I have found that I remember many things: my grandfather when I was small
taught me four-and-twenty tartans, and today I have seen the yellow and black
MacLeod, and the green and black and red Leslie, very difficult to tell from
our own, and even an ancient parson in the dark blue and light blue of the
Clergy. And I am happy that my brother Patrick has come down from the town to
stand on the banks of Loch Lomond with me and watch the sunset shadows crawl
up the slopes of Ben Lomond.
PATRICK: Do ye find it as ye remembered it, Robert?
ROBERT: Aye, it's the same, Patrick, though the loch seems smaller and the
mountains not so high as they all were then.
PATRICK: It maun be yersel that's grawn bigger, lad, for I've been here to
seem them a' every day o' the years ye've been awa', and they havena changed
at a' at a'.
ROBERT: It was a joke I was making, Patrick.

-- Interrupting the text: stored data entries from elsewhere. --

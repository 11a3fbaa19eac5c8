//! Get-or-create entry points for application code
//!
//! [`ClientManager::peek_client`] is the synchronous, non-interactive path: it
//! only ever reads what is stored. [`ClientManager::ensure_client`] may run
//! the interactive login when no account exists and reports every failure as
//! `None`, logging the cause.

use std::sync::Arc;

use tokio::task::JoinHandle;
use tracing::{debug, info, warn};

use crate::auth::{LoginFlow, LoginOptions};
use crate::core::descriptor::ClientDescriptor;
use crate::core::provisioner::AccountProvisioner;
use crate::core::resolver::CredentialResolver;
use crate::core::ClientContext;
use crate::error::{CredentialError, Result};

/// Facade over resolution, provisioning and login
#[derive(Clone)]
pub struct ClientManager {
    ctx: ClientContext,
    resolver: CredentialResolver,
    provisioner: AccountProvisioner,
    login: Arc<dyn LoginFlow>,
}

impl ClientManager {
    pub fn new(ctx: ClientContext, login: Arc<dyn LoginFlow>) -> Self {
        Self {
            resolver: CredentialResolver::new(ctx.clone()),
            provisioner: AccountProvisioner::new(ctx.clone()),
            ctx,
            login,
        }
    }

    /// Client for the active account without any user interaction
    ///
    /// Fails with `NoAccount` when nothing is stored; never starts a login.
    pub fn peek_client(&self) -> Result<ClientDescriptor> {
        if self.resolver.active_account()?.is_none() {
            return Err(CredentialError::NoAccount);
        }
        self.resolver.resolve_active()
    }

    /// Client for the active account, signing in first if there is none
    ///
    /// Any failure (cancelled login, failed refresh, incomplete account) is
    /// logged and reported as `None`.
    pub async fn ensure_client(&self) -> Option<ClientDescriptor> {
        match self.try_ensure_client().await {
            Ok(descriptor) => Some(descriptor),
            Err(CredentialError::LoginCancelled) => {
                info!("Login cancelled, no client available");
                None
            }
            Err(e) => {
                warn!("Could not provide a client: {}", e);
                None
            }
        }
    }

    /// Run [`ensure_client`](Self::ensure_client) in the background and hand
    /// the result to `on_ready`
    pub fn ensure_client_with<F>(&self, on_ready: F) -> JoinHandle<()>
    where
        F: FnOnce(Option<ClientDescriptor>) + Send + 'static,
    {
        let manager = self.clone();
        tokio::spawn(async move {
            let descriptor = manager.ensure_client().await;
            on_ready(descriptor);
        })
    }

    /// Same flow as [`ensure_client`](Self::ensure_client) with the cause of
    /// failure kept
    ///
    /// For an existing account the stored tokens are checked first: when no
    /// usable access token is stored, one is obtained with the stored refresh
    /// token before the remaining attributes are resolved. A usable stored
    /// token is returned as-is, without a network call.
    pub async fn try_ensure_client(&self) -> Result<ClientDescriptor> {
        match self.resolver.active_account()? {
            Some(account) => {
                let refresher = self.resolver.refresher_for(&account)?;
                if refresher.current_token().is_none() {
                    info!(account = %account, "No usable access token stored, refreshing");
                    refresher.refresh().await?;
                } else {
                    debug!(account = %account, "Using stored access token");
                }
                // Keeps the refreshed token even if persisting it failed
                self.resolver.resolve_with(refresher)
            }
            None => {
                info!("No account found, starting login");
                let options = LoginOptions {
                    account_type: self.ctx.account_type().to_string(),
                    login_server: self.ctx.settings.login_server.clone(),
                };
                let credentials = self.login.login(&options).await?;
                self.provisioner.create_or_update(&credentials)?;
                self.resolver.resolve_active()
            }
        }
    }

    pub fn resolver(&self) -> &CredentialResolver {
        &self.resolver
    }

    pub fn provisioner(&self) -> &AccountProvisioner {
        &self.provisioner
    }

    pub fn context(&self) -> &ClientContext {
        &self.ctx
    }
}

PATRICK: Oh? (DOUBTFULLY) Weel. Aiblins ye'd like tae walk alang the shore up
t'wards Glen Douglas?
ROBERT: Along the old path....
PATRICK: Na, the auld path isna there any mair, Robert. We maun just walk up
the highroad tae Inverbeg if ye like.
There's time before dark, if ye will.
ROBERT: The highroad. I've not heard that word in speech for many's the long
PATRICK. Ye mind the song, though.
ROBERT: Ay, I mind the song. Many's the time I've heard the song sung back
there in the States, and even the times I've heard 'em making it a jazz song
in the night-clubs, I—
PATRICK: They dinna do that!
ROBERT: Ay, they do, but they're Sassenachs that do it, not knowing the
PATRICK: But whit dae ye do aboot it?
PATRICK: Nothing! Are you a Scot!
ROBERT: What's the good? I'd not be thanked for interferin'. So I take the
song to my heart, and – in good time I come back to Scotland.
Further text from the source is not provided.